Which lines below include the string "module"? Please show each one.

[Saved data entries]
##########
//! Course catalog importer CLI.

use std::io::{self, IsTerminal};

use catalog_cli::logging::{LogConfig, LogFormat, init_logging};
use catalog_cli::summary::{issue_table, summary_table};
use clap::{ColorChoice, Parser};
use tracing::level_filters::LevelFilter;

mod cli;
mod commands;

use crate::cli::{Cli, Command, LogFormatArg, LogLevelArg};
use crate::commands::{run_fields, run_import};

fn main() {
    let cli = Cli::parse();
    cli.color.write_global();
    let log_config = log_config_from_cli(&cli);
    if let Err(error) = init_logging(&log_config) {
        eprintln!("error: failed to initialize logging: {error}");
        std::process::exit(1);
    }
    let exit_code = match cli.command {
        Command::Import(args) => match run_import(&args) {
            Ok(outcome) => {
                let summary = summary_table(&outcome.source, &outcome.report);
                let issues = issue_table(&outcome.report);
                // Documents may occupy stdout.
                if args.writes_to_stdout() {
                    eprintln!("{summary}");
                    if let Some(issues) = issues {
                        eprintln!("{issues}");
                    }
                } else {
                    println!("{summary}");
                    if let Some(issues) = issues {
                        println!("{issues}");
                    }
                }
                if outcome.report.is_partial() { 2 } else { 0 }
            }
            Err(error) => {
                eprintln!("error: {error:#}");
                1
            }
        },
        Command::Fields => match run_fields() {
            Ok(()) => 0,
            Err(error) => {
                eprintln!("error: {error}");
                1
            }
        },
    };
    std::process::exit(exit_code);
}

/// Build logging configuration from CLI flags with consistent precedence.
fn log_config_from_cli(cli: &Cli) -> LogConfig {
    let mut config = LogConfig {
        level_filter: cli.verbosity.tracing_level_filter(),
        ..LogConfig::default()
    };
    config.use_env_filter = !(cli.verbosity.is_present() || cli.log_level.is_some());
    if let Some(level) = cli.log_level {
        config.level_filter = match level {
            LogLevelArg::Error => LevelFilter::ERROR,
            LogLevelArg::Warn => LevelFilter::WARN,
            LogLevelArg::Info => LevelFilter::INFO,
            LogLevelArg::Debug => LevelFilter::DEBUG,
            LogLevelArg::Trace => LevelFilter::TRACE,
        };
    }
    config.format = match cli.log_format {
        LogFormatArg::Pretty => LogFormat::Pretty,
        LogFormatArg::Compact => LogFormat::Compact,
        LogFormatArg::Json => LogFormat::Json,
    };
    config.log_file = cli.log_file.clone();
    config.with_ansi = match cli.color.color {
        ColorChoice::Always => true,
        ColorChoice::Never => false,
        ColorChoice::Auto => cli.log_file.is_none() && io::stderr().is_terminal(),
    };
    config
}
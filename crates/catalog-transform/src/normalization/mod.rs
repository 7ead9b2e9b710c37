//! Value-level normalization functions.
//!
//! - **datetime**: feed date parsing and UTC timestamp formatting
//! - **identifier**: URI detection and identifier flattening

pub mod datetime;
pub mod identifier;
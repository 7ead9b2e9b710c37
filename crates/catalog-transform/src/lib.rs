//! Course catalog record normalization.
//!
//! Turns the raw, multi-valued captures produced by `catalog-ingest` into
//! flat [`NormalizedPresentation`](catalog_model::NormalizedPresentation)
//! documents:
//!
//! - **normalization::identifier**: short identifiers derived from URI values
//! - **normalization::datetime**: feed dates to UTC timestamps
//! - **normalizer**: per-record collapsing and discard decisions

pub mod error;
pub mod normalization;
pub mod normalizer;
pub mod options;

pub use error::{FieldIssue, NormalizeError};
pub use normalization::datetime::{TIMESTAMP_FORMAT, parse_timestamp, to_utc_timestamp};
pub use normalization::identifier::{extract_identifier, identifier_from_uri, is_uri};
pub use normalizer::{Normalized, Normalizer, normalize};
pub use options::{DEFAULT_IDENTIFIER_BASE, NormalizeOptions};
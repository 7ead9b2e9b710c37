//! Namespace URIs of the XCRI-CAP 1.2 catalog vocabularies.

/// XCRI-CAP catalog elements (`provider`, `course`, `presentation`, ...).
pub const XCRI_NS: &str = "http://xcri.org/profiles/1.2/catalog";

/// Local extension vocabulary (booking endpoints, member application links).
pub const OXCAP_NS: &str = "http://purl.ox.ac.uk/oxcap/ns/";

/// Metadata for Learning Opportunities.
pub const MLO_NS: &str = "http://purl.org/net/mlo";

/// Dublin Core elements.
pub const DC_NS: &str = "http://purl.org/dc/elements/1.1/";

/// Conventional prefix for a known namespace URI.
pub fn prefix_for(namespace: &str) -> Option<&'static str> {
    match namespace {
        XCRI_NS => Some("xcri"),
        OXCAP_NS => Some("oxcap"),
        MLO_NS => Some("mlo"),
        DC_NS => Some("dc"),
        _ => None,
    }
}
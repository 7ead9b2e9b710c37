//! Logging infrastructure using `tracing` and `tracing-subscriber`.
//!
//! All catalog crates log through `tracing`; this module installs the
//! subscriber for the binary.
//!
//! # Log Levels
//!
//! - `error`: Sink failures
//! - `warn`: Discarded records, dropped fields
//! - `info`: Run summary
//! - `debug`: One line per emitted record, skipped attributes
//! - `trace`: Context transitions inside the reader
//!
//! # Usage
//!
//! ```ignore
//! use catalog_cli::logging::{init_logging, LogConfig};
//!
//! let config = LogConfig::default().with_level(LevelFilter::DEBUG);
//! init_logging(&config)?;
//! ```

use std::fs::OpenOptions;
use std::io::{self, Write};
use std::path::PathBuf;
use std::sync::{Arc, Mutex};

use tracing::level_filters::LevelFilter;
use tracing_subscriber::{
    EnvFilter,
    fmt::{self, MakeWriter},
    layer::SubscriberExt,
    util::SubscriberInitExt,
};

/// Crates whose events follow the configured level. Everything else stays at warn.
const CATALOG_TARGETS: [&str; 5] = [
    "catalog",
    "catalog_cli",
    "catalog_index",
    "catalog_ingest",
    "catalog_transform",
];

/// Configuration for logging behavior.
#[derive(Debug, Clone)]
pub struct LogConfig {
    /// Maximum level for catalog crates.
    pub level_filter: LevelFilter,
    /// Let `RUST_LOG` replace the level when set.
    pub use_env_filter: bool,
    /// Whether to include timestamps in log output.
    pub with_timestamps: bool,
    /// Whether to include target (module path) in log output.
    pub with_target: bool,
    /// Whether to use ANSI colors in output.
    pub with_ansi: bool,
    /// Output format: "pretty", "compact", or "json".
    pub format: LogFormat,
    /// Optional log file path. When set, logs are written to the file.
    pub log_file: Option<PathBuf>,
}

/// Log output format.
#[derive(Debug, Clone, Copy, Default, PartialEq, Eq)]
pub enum LogFormat {
    /// Human-readable pretty format with colors.
    #[default]
    Pretty,
    /// Compact single-line format.
    Compact,
    /// JSON format for machine parsing.
    Json,
}

impl Default for LogConfig {
    fn default() -> Self {
        Self {
            level_filter: LevelFilter::WARN,
            use_env_filter: true,
            with_timestamps: false,
            with_target: false,
            with_ansi: true,
            format: LogFormat::default(),
            log_file: None,
        }
    }
}

impl LogConfig {
    /// Set log level directly.
    #[must_use]
    pub fn with_level(mut self, level: LevelFilter) -> Self {
        self.level_filter = level;
        self
    }

    /// Enable or disable timestamps.
    #[must_use]
    pub fn with_timestamps(mut self, enable: bool) -> Self {
        self.with_timestamps = enable;
        self
    }

    /// Enable or disable ANSI colors.
    #[must_use]
    pub fn with_ansi(mut self, enable: bool) -> Self {
        self.with_ansi = enable;
        self
    }

    /// Set output format.
    #[must_use]
    pub fn with_format(mut self, format: LogFormat) -> Self {
        self.format = format;
        self
    }

    /// Set the log file path (writes to stderr when None).
    #[must_use]
    pub fn with_log_file(mut self, path: Option<PathBuf>) -> Self {
        self.log_file = path;
        self
    }

    /// Filter directives for the configured level.
    pub fn directives(&self) -> String {
        let level = self.level_filter.to_string().to_lowercase();
        let mut directives = String::from("warn");
        for target in CATALOG_TARGETS {
            directives.push_str(&format!(",{target}={level}"));
        }
        directives
    }
}

/// Initialize the global tracing subscriber with the given configuration.
///
/// This should be called once at application startup.
///
/// # Errors
///
/// Returns an error if the log file cannot be opened.
///
/// # Panics
///
/// Panics if called more than once.
pub fn init_logging(config: &LogConfig) -> io::Result<()> {
    if let Some(path) = &config.log_file {
        let file = OpenOptions::new().create(true).append(true).open(path)?;
        init_logging_with_writer(config, SharedFileWriter::new(file));
    } else {
        init_logging_with_writer(config, io::stderr);
    }
    Ok(())
}

/// Initialize logging with a custom writer.
pub fn init_logging_with_writer<W>(config: &LogConfig, writer: W)
where
    W: for<'writer> MakeWriter<'writer> + Send + Sync + 'static,
{
    let filter = build_env_filter(config);

    match config.format {
        LogFormat::Json => {
            let layer = fmt::layer()
                .json()
                .with_writer(writer)
                .with_target(config.with_target);

            tracing_subscriber::registry()
                .with(filter)
                .with(layer)
                .init();
        }
        LogFormat::Compact => {
            let layer = fmt::layer()
                .compact()
                .with_writer(writer)
                .with_ansi(config.with_ansi)
                .with_target(config.with_target);

            if config.with_timestamps {
                tracing_subscriber::registry()
                    .with(filter)
                    .with(layer)
                    .init();
            } else {
                tracing_subscriber::registry()
                    .with(filter)
                    .with(layer.without_time())
                    .init();
            }
        }
        LogFormat::Pretty => {
            let layer = fmt::layer()
                .with_writer(writer)
                .with_ansi(config.with_ansi)
                .with_target(config.with_target);

            if config.with_timestamps {
                tracing_subscriber::registry()
                    .with(filter)
                    .with(layer)
                    .init();
            } else {
                tracing_subscriber::registry()
                    .with(filter)
                    .with(layer.without_time())
                    .init();
            }
        }
    }
}

#[derive(Clone)]
struct SharedFileWriter {
    file: Arc<Mutex<std::fs::File>>,
}

impl SharedFileWriter {
    fn new(file: std::fs::File) -> Self {
        Self {
            file: Arc::new(Mutex::new(file)),
        }
    }
}

struct SharedFileGuard {
    file: Arc<Mutex<std::fs::File>>,
}

impl Write for SharedFileGuard {
    fn write(&mut self, buf: &[u8]) -> io::Result<usize> {
        let mut guard = self
            .file
            .lock()
            .map_err(|_| io::Error::other("log file lock poisoned"))?;
        guard.write(buf)
    }

    fn flush(&mut self) -> io::Result<()> {
        let mut guard = self
            .file
            .lock()
            .map_err(|_| io::Error::other("log file lock poisoned"))?;
        guard.flush()
    }
}

impl<'a> MakeWriter<'a> for SharedFileWriter {
    type Writer = SharedFileGuard;

    fn make_writer(&'a self) -> Self::Writer {
        SharedFileGuard {
            file: Arc::clone(&self.file),
        }
    }
}

/// Build the filter, letting `RUST_LOG` win when the CLI gave no explicit level.
fn build_env_filter(config: &LogConfig) -> EnvFilter {
    if config.use_env_filter
        && let Ok(filter) = EnvFilter::try_from_default_env()
    {
        return filter;
    }
    EnvFilter::new(config.directives())
}

#[cfg(test)]
mod tests {
    use super::*;

    #[test]
    fn directives_cover_every_catalog_crate() {
        let config = LogConfig::default().with_level(LevelFilter::DEBUG);
        let directives = config.directives();
        assert!(directives.starts_with("warn,"));
        assert!(directives.contains("catalog_ingest=debug"));
        assert!(directives.contains("catalog_index=debug"));
        assert!(!directives.contains("DEBUG"));
    }

    #[test]
    fn builders_set_fields() {
        let config = LogConfig::default()
            .with_format(LogFormat::Json)
            .with_ansi(false)
            .with_timestamps(true)
            .with_log_file(Some(PathBuf::from("import.log")));
        assert_eq!(config.format, LogFormat::Json);
        assert!(!config.with_ansi);
        assert!(config.with_timestamps);
        assert_eq!(config.log_file, Some(PathBuf::from("import.log")));
    }
}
##########
Task answer:
//! All catalog crates log through `tracing`; this module installs the
    /// Whether to include target (module path) in log output.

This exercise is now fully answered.